Stored dataset items
//! Application reversal: the app workload and its worker.
//!
//! With blue-green the app runs as `{app}-blue` or `{app}-green` and the
//! service's `color` selector says which one is live. Snapshots record
//! the live color's workload together with the service; restoring one
//! brings that workload back, points the service at it again and removes
//! any other color the backup does not hold.

use async_trait::async_trait;
use rollguard_cluster::{RolloutState, manifest};
use rollguard_core::config::ComponentScope;
use rollguard_core::{BackupContents, Component};
use rollguard_health::GateTarget;
use serde_json::{Map, Value, json};
use tracing::info;

use crate::error::RevertError;
use crate::objects::{backed_up, describe, restore, verify};
use crate::reverter::{ComponentReverter, RevertContext, RevertTo, Reversal};

/// Service label and selector key naming the live blue-green color.
const COLOR_LABEL: &str = "color";
const COLORS: [&str; 2] = ["blue", "green"];

pub struct ApplicationReverter {
    app: String,
    worker: Option<String>,
    service: String,
    app_selector: String,
    scope: ComponentScope,
}

/// The app workload serving traffic right now.
struct LiveApp {
    workload: String,
    color: Option<String>,
}

fn color_of(service: &Value) -> Option<&str> {
    manifest::label(service, COLOR_LABEL).or_else(|| {
        service
            .pointer("/spec/selector")
            .and_then(|s| s.get(COLOR_LABEL))
            .and_then(Value::as_str)
    })
}

fn selector_of(service: &Value) -> Map<String, Value> {
    service
        .pointer("/spec/selector")
        .and_then(Value::as_object)
        .cloned()
        .unwrap_or_default()
}

/// Whether `live` routes the way `backup` did.
fn same_route(live: &Value, backup: &Value) -> bool {
    selector_of(live) == selector_of(backup)
        && manifest::label(live, COLOR_LABEL) == manifest::label(backup, COLOR_LABEL)
}

fn is_kind(object: &Value, kind: &str) -> bool {
    manifest::kind(object).as_deref() == Some(kind)
}

impl ApplicationReverter {
    pub fn new(app: &str, worker: Option<&str>, app_selector: &str, scope: ComponentScope) -> Self {
        Self {
            app: app.to_string(),
            worker: worker.map(str::to_string),
            service: app.to_string(),
            app_selector: app_selector.to_string(),
            scope,
        }
    }

    /// Service carrying the blue-green color; defaults to the app's name.
    pub fn with_service(mut self, service: &str) -> Self {
        self.service = service.to_string();
        self
    }

    async fn service(&self, ctx: &RevertContext<'_>) -> Result<Option<Value>, RevertError> {
        let gateway = ctx.gateway;
        match ctx
            .call("get", || gateway.get("service", &self.service, ctx.namespace))
            .await
        {
            Ok(service) => Ok(Some(service)),
            Err(e) if e.is_not_found() => Ok(None),
            Err(e) => Err(e.into()),
        }
    }

    /// `{app}-{color}` when the service routes by a color whose workload
    /// exists, the plain app workload otherwise.
    async fn live_app(
        &self,
        ctx: &RevertContext<'_>,
        service: Option<&Value>,
    ) -> Result<LiveApp, RevertError> {
        if let Some(color) = service.and_then(color_of) {
            let name = format!("{}-{color}", self.app);
            let gateway = ctx.gateway;
            match ctx
                .call("get", || gateway.get("deployment", &name, ctx.namespace))
                .await
            {
                Ok(_) => {
                    return Ok(LiveApp {
                        workload: name,
                        color: Some(color.to_string()),
                    });
                }
                Err(e) if !e.is_not_found() => return Err(e.into()),
                Err(_) => {}
            }
        }
        Ok(LiveApp {
            workload: self.app.clone(),
            color: None,
        })
    }

    /// The live workloads to undo. A blue-green rollout only touches the
    /// app, so the worker stays put.
    fn undo_targets<'a>(&'a self, live: &'a LiveApp) -> Vec<&'a str> {
        let mut targets = vec![live.workload.as_str()];
        if live.color.is_none() {
            targets.extend(self.worker.as_deref());
        }
        targets
    }

    async fn undo(
        &self,
        ctx: &RevertContext<'_>,
        revision: Option<u32>,
    ) -> Result<String, RevertError> {
        let service = self.service(ctx).await?;
        let live = self.live_app(ctx, service.as_ref()).await?;
        let gateway = ctx.gateway;
        let targets = self.undo_targets(&live);
        for workload in &targets {
            ctx.call("rollout_undo", || {
                gateway.rollout_undo("deployment", workload, ctx.namespace, revision)
            })
            .await?;
            info!(%workload, ?revision, "rollout undone");
        }
        Ok(targets.join(", "))
    }

    async fn await_rollout(
        &self,
        ctx: &RevertContext<'_>,
        workload: &str,
    ) -> Result<(), RevertError> {
        let gateway = ctx.gateway;
        let timeout = ctx.gate_interval * ctx.gate_attempts.max(1);
        let state = ctx
            .call("rollout_status", || {
                gateway.rollout_status("deployment", workload, ctx.namespace, timeout)
            })
            .await?;
        if state == RolloutState::Ready {
            Ok(())
        } else {
            Err(RevertError::Validation(format!(
                "{workload} did not finish rolling out"
            )))
        }
    }

    /// Point the service back the way the backup had it. Keys the backup
    /// lacks are removed from the live selector.
    async fn route(&self, ctx: &RevertContext<'_>, backup: &Value) -> Result<bool, RevertError> {
        let gateway = ctx.gateway;
        let Some(live) = self.service(ctx).await? else {
            let mut desired = manifest::normalized(backup);
            desired["metadata"]["namespace"] = Value::String(ctx.namespace.to_string());
            ctx.call("apply", || gateway.apply(&desired)).await?;
            info!(service = %self.service, "service recreated from backup");
            return Ok(true);
        };
        if same_route(&live, backup) {
            return Ok(false);
        }

        let wanted = selector_of(backup);
        let mut selector: Map<String, Value> = selector_of(&live)
            .keys()
            .filter(|k| !wanted.contains_key(*k))
            .map(|k| (k.clone(), Value::Null))
            .collect();
        selector.extend(wanted);
        let color = manifest::label(backup, COLOR_LABEL).map_or(Value::Null, |c| json!(c));
        let patch = json!({
            "metadata": {"labels": {COLOR_LABEL: color}},
            "spec": {"selector": selector},
        });
        ctx.call("patch", || {
            gateway.patch("service", &self.service, ctx.namespace, &patch)
        })
        .await?;
        info!(service = %self.service, color = ?color_of(backup), "traffic restored");
        Ok(true)
    }

    /// Delete colored workloads the backup does not hold.
    async fn prune_colors(
        &self,
        ctx: &RevertContext<'_>,
        objects: &[Value],
    ) -> Result<usize, RevertError> {
        let gateway = ctx.gateway;
        let mut removed = 0;
        for color in COLORS {
            let name = format!("{}-{color}", self.app);
            let kept = objects
                .iter()
                .any(|o| is_kind(o, "deployment") && manifest::name(o) == Some(name.as_str()));
            if kept {
                continue;
            }
            match ctx
                .call("delete", || gateway.delete("deployment", &name, ctx.namespace))
                .await
            {
                Ok(()) => {
                    info!(workload = %name, "workload not in backup removed");
                    removed += 1;
                }
                Err(e) if e.is_not_found() => {}
                Err(e) => return Err(e.into()),
            }
        }
        Ok(removed)
    }

    fn is_service(&self, object: &Value) -> bool {
        is_kind(object, "service") && manifest::name(object) == Some(self.service.as_str())
    }

    async fn restore_snapshot(
        &self,
        ctx: &RevertContext<'_>,
        objects: &[Value],
    ) -> Result<usize, RevertError> {
        let service = objects.iter().find(|o| self.is_service(o));
        let (deployments, others): (Vec<Value>, Vec<Value>) = objects
            .iter()
            .filter(|o| !self.is_service(o))
            .cloned()
            .partition(|o| is_kind(o, "deployment"));

        // Workloads first, so the service never routes to pods that are
        // not there yet.
        let mut changed = restore(ctx, &deployments).await?;
        for deployment in &deployments {
            if let Some(name) = manifest::name(deployment) {
                self.await_rollout(ctx, name).await?;
            }
        }
        changed += restore(ctx, &others).await?;
        if let Some(service) = service {
            if self.route(ctx, service).await? {
                changed += 1;
            }
            changed += self.prune_colors(ctx, objects).await?;
        }
        Ok(changed)
    }
}

#[async_trait]
impl ComponentReverter for ApplicationReverter {
    fn component(&self) -> Component {
        Component::Application
    }

    fn accepts_revision(&self) -> bool {
        true
    }

    /// The live app workload, the worker, the service, and anything else
    /// labelled as application.
    async fn snapshot(
        &self,
        ctx: &RevertContext<'_>,
        contents: &mut BackupContents,
    ) -> Result<(), RevertError> {
        let gateway = ctx.gateway;
        let service = self.service(ctx).await?;
        let live = self.live_app(ctx, service.as_ref()).await?;
        let mut objects: Vec<Value> = Vec::new();
        for workload in std::iter::once(live.workload.as_str()).chain(self.worker.as_deref()) {
            let object = ctx
                .call("get", || gateway.get("deployment", workload, ctx.namespace))
                .await?;
            objects.push(manifest::normalized(&object));
        }
        objects.extend(service.as_ref().map(manifest::normalized));
        for kind in &self.scope.kinds {
            let listed = ctx
                .call("list", || {
                    gateway.list(kind, ctx.namespace, Some(&self.scope.selector))
                })
                .await?;
            for object in listed {
                let seen = objects.iter().any(|o| {
                    manifest::kind(o) == manifest::kind(&object)
                        && manifest::name(o) == manifest::name(&object)
                });
                if !seen {
                    objects.push(manifest::normalized(&object));
                }
            }
        }
        info!(live = %live.workload, objects = objects.len(), "application snapshot taken");
        contents.objects.insert(Component::Application, objects);
        Ok(())
    }

    async fn revert(
        &self,
        ctx: &RevertContext<'_>,
        to: RevertTo<'_>,
    ) -> Result<Reversal, RevertError> {
        match to {
            RevertTo::Previous => {
                let undone = self.undo(ctx, None).await?;
                Ok(Reversal::reverted(format!(
                    "rolled {undone} back to the previous revision"
                )))
            }
            RevertTo::Revision(n) => {
                let undone = self.undo(ctx, Some(n)).await?;
                Ok(Reversal::reverted(format!("rolled {undone} back to revision {n}")))
            }
            RevertTo::Snapshot { name, contents } => {
                let objects = backed_up(Component::Application, name, contents)?;
                let changed = self.restore_snapshot(ctx, objects).await?;
                if changed == 0 {
                    Ok(Reversal::already_at_target(format!(
                        "workloads already match backup {name}"
                    )))
                } else {
                    Ok(Reversal::reverted(format!(
                        "restored {changed} objects from backup {name}"
                    )))
                }
            }
        }
    }

    /// Wait for the live workload's rollout, then require a passing
    /// health gate on its pods.
    async fn validate(&self, ctx: &RevertContext<'_>, to: RevertTo<'_>) -> Result<(), RevertError> {
        if let RevertTo::Snapshot { name, contents } = to {
            let objects = backed_up(Component::Application, name, contents)?;
            let (services, rest): (Vec<Value>, Vec<Value>) =
                objects.iter().cloned().partition(|o| self.is_service(o));
            verify(ctx, &rest).await?;
            if let Some(backup) = services.first() {
                let live = self.service(ctx).await?;
                if !live.as_ref().is_some_and(|live| same_route(live, backup)) {
                    return Err(RevertError::Validation(format!(
                        "{} does not route as in backup {name}",
                        describe(backup)
                    )));
                }
            }
        }

        let service = self.service(ctx).await?;
        let live = self.live_app(ctx, service.as_ref()).await?;
        self.await_rollout(ctx, &live.workload).await?;

        let selector = match &live.color {
            Some(color) => format!("{},{COLOR_LABEL}={color}", self.app_selector),
            None => self.app_selector.clone(),
        };
        let target = GateTarget::deployment(ctx.namespace, &live.workload, &selector);
        let verdict = ctx
            .gate
            .await_ready(&target, ctx.gate_attempts, ctx.gate_interval)
            .await;
        if verdict.ready {
            Ok(())
        } else {
            Err(RevertError::Validation(format!(
                "{} not ready after {} health checks",
                verdict.target, verdict.attempts
            )))
        }
    }
}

TASK TO COMPLETE =>
Pull out every line holding "Null" from the records above, and copy it.

RESPONSE =>
            .map(|k| (k.clone(), Value::Null))
        let color = manifest::label(backup, COLOR_LABEL).map_or(Value::Null, |c| json!(c));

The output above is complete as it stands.